Problem details:
Please say how many lines of the listing hold "what", with no other words in the answer.

Material provided:
Start of Block
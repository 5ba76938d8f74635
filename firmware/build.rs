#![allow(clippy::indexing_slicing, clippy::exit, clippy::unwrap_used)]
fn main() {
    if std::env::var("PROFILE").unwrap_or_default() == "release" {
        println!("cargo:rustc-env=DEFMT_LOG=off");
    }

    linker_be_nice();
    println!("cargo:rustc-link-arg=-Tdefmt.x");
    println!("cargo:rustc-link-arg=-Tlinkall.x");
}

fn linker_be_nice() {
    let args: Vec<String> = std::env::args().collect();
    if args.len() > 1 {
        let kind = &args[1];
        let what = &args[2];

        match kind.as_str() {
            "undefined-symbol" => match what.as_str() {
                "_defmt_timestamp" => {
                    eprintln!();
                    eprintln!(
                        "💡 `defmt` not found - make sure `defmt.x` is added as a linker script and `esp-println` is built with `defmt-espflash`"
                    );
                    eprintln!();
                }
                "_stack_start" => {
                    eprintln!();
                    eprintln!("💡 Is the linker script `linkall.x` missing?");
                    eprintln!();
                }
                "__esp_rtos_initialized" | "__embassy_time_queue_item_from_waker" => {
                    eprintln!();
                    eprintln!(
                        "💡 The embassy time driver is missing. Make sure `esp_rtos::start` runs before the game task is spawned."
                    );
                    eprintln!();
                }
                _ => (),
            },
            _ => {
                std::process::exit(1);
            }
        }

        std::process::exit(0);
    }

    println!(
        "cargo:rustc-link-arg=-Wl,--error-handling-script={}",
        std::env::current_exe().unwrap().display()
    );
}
End of Block
Start of Block
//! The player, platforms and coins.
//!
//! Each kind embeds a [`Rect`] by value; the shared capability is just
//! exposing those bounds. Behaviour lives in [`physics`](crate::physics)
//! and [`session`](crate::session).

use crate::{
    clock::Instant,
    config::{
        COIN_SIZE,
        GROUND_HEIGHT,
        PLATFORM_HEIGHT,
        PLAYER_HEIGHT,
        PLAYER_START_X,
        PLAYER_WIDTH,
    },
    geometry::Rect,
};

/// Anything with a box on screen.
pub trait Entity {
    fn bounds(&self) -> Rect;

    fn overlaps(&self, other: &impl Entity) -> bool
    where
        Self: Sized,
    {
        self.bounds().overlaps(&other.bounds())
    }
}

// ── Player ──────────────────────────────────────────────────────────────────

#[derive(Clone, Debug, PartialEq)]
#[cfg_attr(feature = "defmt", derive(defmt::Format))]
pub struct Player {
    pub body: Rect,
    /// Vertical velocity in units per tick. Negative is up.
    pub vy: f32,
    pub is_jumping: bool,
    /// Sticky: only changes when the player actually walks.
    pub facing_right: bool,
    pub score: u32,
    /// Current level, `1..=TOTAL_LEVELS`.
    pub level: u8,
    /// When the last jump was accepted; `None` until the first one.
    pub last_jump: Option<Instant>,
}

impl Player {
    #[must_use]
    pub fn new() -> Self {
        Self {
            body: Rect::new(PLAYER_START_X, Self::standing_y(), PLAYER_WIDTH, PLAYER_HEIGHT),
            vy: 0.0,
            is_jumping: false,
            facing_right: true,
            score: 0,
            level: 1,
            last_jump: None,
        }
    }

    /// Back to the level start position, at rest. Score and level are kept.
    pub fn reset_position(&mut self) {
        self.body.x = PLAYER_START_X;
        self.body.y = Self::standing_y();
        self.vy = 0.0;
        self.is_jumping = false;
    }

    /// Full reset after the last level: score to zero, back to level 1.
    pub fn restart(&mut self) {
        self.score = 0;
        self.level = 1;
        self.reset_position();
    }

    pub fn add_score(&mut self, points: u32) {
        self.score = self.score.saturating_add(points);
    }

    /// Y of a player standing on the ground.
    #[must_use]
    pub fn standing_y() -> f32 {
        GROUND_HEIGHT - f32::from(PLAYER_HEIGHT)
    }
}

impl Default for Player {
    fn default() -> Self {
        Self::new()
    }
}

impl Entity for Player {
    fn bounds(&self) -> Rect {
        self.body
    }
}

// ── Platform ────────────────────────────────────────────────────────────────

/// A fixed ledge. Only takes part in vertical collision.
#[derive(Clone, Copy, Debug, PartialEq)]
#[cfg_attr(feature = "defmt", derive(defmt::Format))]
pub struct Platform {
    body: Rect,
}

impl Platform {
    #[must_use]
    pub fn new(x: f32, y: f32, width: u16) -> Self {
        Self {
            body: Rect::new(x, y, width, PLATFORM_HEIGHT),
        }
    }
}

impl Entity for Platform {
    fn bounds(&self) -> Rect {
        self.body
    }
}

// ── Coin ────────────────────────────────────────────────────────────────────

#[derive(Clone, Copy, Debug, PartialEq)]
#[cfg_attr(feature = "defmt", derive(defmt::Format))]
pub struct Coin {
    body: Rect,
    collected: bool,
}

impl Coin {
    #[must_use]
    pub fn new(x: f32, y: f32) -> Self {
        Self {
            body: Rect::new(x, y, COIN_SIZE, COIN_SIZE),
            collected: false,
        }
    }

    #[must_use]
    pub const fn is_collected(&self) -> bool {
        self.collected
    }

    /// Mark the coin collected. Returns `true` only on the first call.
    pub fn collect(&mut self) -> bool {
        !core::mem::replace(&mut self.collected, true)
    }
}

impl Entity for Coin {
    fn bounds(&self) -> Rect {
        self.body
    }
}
End of Block
Task response:
2